Sensibilizzazione centrale: una panoramica generale
La sensibilizzazione centrale è un normale meccanismo adattativo che permette la protezione di una zona lesionata.
Quando parliamo di sensibilizzazione centrale, di solito pensiamo a un fenomeno con un inquadramento patologico. Tuttavia, spesso ci dimentichiamo che la sensibilizzazione centrale è un normale meccanismo adattativo che permette la protezione di una zona lesionata. Quando ci facciamo male, la prima risposta dell’organismo è generalmente una risposta stereotipata e vivace, che ha il compito di mettere in allarme il sistema.
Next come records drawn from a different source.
use tera::Context;

use super::ExportError;

// Only the certificate, one A4 sheet at the origin.
pub fn print_page(svg: &str, title: &str) -> Result<String, ExportError> {
    let mut ctx = Context::new();
    ctx.insert("svg", svg);
    ctx.insert("title", title);
    Ok(crate::templates::get_tera().render("print.html", &ctx)?)
}
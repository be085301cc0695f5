use std::sync::Arc;

use certforge::config::Config;
use certforge::export::{A4Writer, Exporter, ResvgRasterizer};
use certforge::mail::{SmtpMailer, TransmissionService};
use certforge::render::Assets;
use certforge::state::AppState;

#[tokio::main]
async fn main() -> Result<(), Box<dyn std::error::Error + Send + Sync>> {
    tracing_subscriber::fmt()
        .with_env_filter(
            tracing_subscriber::EnvFilter::try_from_default_env()
                .unwrap_or_else(|_| "certforge=info,tower_http=info".into()),
        )
        .init();

    let config = Config::from_env()?;
    let config = Arc::new(config);

    let assets = Assets::load(config.logo_path.as_deref())?;
    let exporter = Exporter::new(
        Arc::new(ResvgRasterizer::new(config.font_dir.as_deref())),
        Arc::new(A4Writer),
        Arc::new(assets),
    );
    let transmission = TransmissionService::new(Arc::new(SmtpMailer::new(&config)?));

    let state = Arc::new(AppState {
        config: config.clone(),
        exporter,
        transmission,
    });

    let app = certforge::app(state);

    let addr = config.bind_addr();
    tracing::info!("Certforge listening on http://{}", addr);

    let listener = tokio::net::TcpListener::bind(&addr).await?;
    axum::serve(listener, app).await?;

    Ok(())
}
In condizioni normali questo processo è assolutamente reversibile: al cessare dello stimolo periferico, sia il nocicettore che il neurone centrale tornano alla normalità.
Può succedere però, che al fermarsi dell’infiammazione periferica, il neurone centrale non ritorni allo stato iniziale. In questo caso, allora, la sensibilizzazione centrale si configura come un fenomeno parafisiologico, sostenuto da cambiamenti neuroplastici.
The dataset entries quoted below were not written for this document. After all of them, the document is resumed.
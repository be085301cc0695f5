mod pdf;
mod print;
mod raster;

pub use pdf::{A4Writer, DocumentWriter};
pub use print::print_page;
pub use raster::{Bitmap, Rasterizer, ResvgRasterizer, CAPTURE_SCALE, JPEG_QUALITY};

use std::sync::Arc;

use base64::{engine::general_purpose::STANDARD as BASE64_STD, Engine as _};
use thiserror::Error;

use crate::certificate::CertificateData;
use crate::render::{render, Assets};

#[derive(Debug, Error)]
pub enum ExportError {
    #[error("certificate markup could not be parsed: {0}")]
    Parse(String),

    #[error("failed to allocate a {width}x{height} bitmap")]
    Pixmap { width: u32, height: u32 },

    #[error("bitmap encoding failed: {0}")]
    Encode(#[from] image::ImageError),

    #[error("captured bitmap is empty")]
    EmptyBitmap,

    #[error("export task failed: {0}")]
    Task(String),

    #[error("print page rendering failed: {0}")]
    Template(#[from] tera::Error),
}

#[derive(Debug, Clone)]
pub struct ExportedPdf {
    pub filename: String,
    pub bytes: Vec<u8>,
}

impl ExportedPdf {
    pub fn data_uri(&self) -> String {
        format!("data:application/pdf;base64,{}", BASE64_STD.encode(&self.bytes))
    }
}

#[derive(Clone)]
pub struct Exporter {
    rasterizer: Arc<dyn Rasterizer>,
    writer: Arc<dyn DocumentWriter>,
    assets: Arc<Assets>,
}

impl Exporter {
    pub fn new(
        rasterizer: Arc<dyn Rasterizer>,
        writer: Arc<dyn DocumentWriter>,
        assets: Arc<Assets>,
    ) -> Self {
        Self {
            rasterizer,
            writer,
            assets,
        }
    }

    pub fn svg(&self, data: &CertificateData) -> String {
        render(data).to_svg(&self.assets)
    }

    pub async fn export_pdf(&self, data: &CertificateData) -> Result<ExportedPdf, ExportError> {
        let cert = render(data);
        let filename = cert.filename();
        let svg = cert.to_svg(&self.assets);

        let rasterizer = self.rasterizer.clone();
        let writer = self.writer.clone();
        let bytes = tokio::task::spawn_blocking(move || {
            let bitmap = rasterizer.capture(&svg)?;
            writer.embed_full_page(&bitmap)
        })
        .await
        .map_err(|e| ExportError::Task(e.to_string()))??;

        tracing::info!("Exported {} ({} bytes)", filename, bytes.len());
        Ok(ExportedPdf { filename, bytes })
    }

    pub fn print_page(&self, data: &CertificateData) -> Result<String, ExportError> {
        let cert = render(data);
        print_page(&cert.to_svg(&self.assets), &cert.filename())
    }
}

#[cfg(test)]
mod tests {
    use super::*;

    struct FixedRasterizer;

    impl Rasterizer for FixedRasterizer {
        fn capture(&self, _svg: &str) -> Result<Bitmap, ExportError> {
            Ok(Bitmap {
                width: 2,
                height: 3,
                jpeg: vec![0xFF, 0xD8, 0xFF, 0xD9],
            })
        }
    }

    struct BrokenRasterizer;

    impl Rasterizer for BrokenRasterizer {
        fn capture(&self, _svg: &str) -> Result<Bitmap, ExportError> {
            Err(ExportError::Parse("blocked asset".to_string()))
        }
    }

    fn exporter(rasterizer: Arc<dyn Rasterizer>) -> Exporter {
        Exporter::new(rasterizer, Arc::new(A4Writer), Arc::new(Assets::default()))
    }

    #[tokio::test]
    async fn export_names_file_after_student() {
        let data = CertificateData {
            student_name: "Jane Doe".to_string(),
            ..CertificateData::default()
        };
        let pdf = exporter(Arc::new(FixedRasterizer)).export_pdf(&data).await.unwrap();
        assert_eq!(pdf.filename, "Jane_Doe_CERTIFICATE.pdf");
        assert!(pdf.bytes.starts_with(b"%PDF-"));
        assert!(pdf.data_uri().starts_with("data:application/pdf;base64,JVBERi"));
    }

    #[tokio::test]
    async fn capture_failure_produces_no_file() {
        let result = exporter(Arc::new(BrokenRasterizer))
            .export_pdf(&CertificateData::default())
            .await;
        assert!(matches!(result, Err(ExportError::Parse(_))));
    }
}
Cos’è la sensibilizzazione centrale?
La sensibilizzazione centrale si configura come un aumento della reattività dei neuroni nocicettivi del sistema nervoso centrale al loro input afferente normale o sotto soglia (1). Questo aumento di reattività dei neuroni di secondo ordine è una risposta adattativa che ha il compito di proteggerci da un danno in atto o potenziale. Tuttavia, se sono presenti stimoli nocicettivi intensi, duraturi e ripetuti, il neurone centrale può rimanere sensibilizzato anche dopo la cessazione dello stimolo che l’ha attivato. La sensibilizzazione delle fibre è responsabile di una serie di manifestazioni quali iperalgesia secondaria (aumentata risposta a stimoli dolorosi al di fuori della zona di lesione o infiammazione), allodinia (aumentata risposta a stimoli normalmente non dolorosi anche al di fuori della zona di lesione o infiammazione), allargamento del campo recettoriale del neurone (2).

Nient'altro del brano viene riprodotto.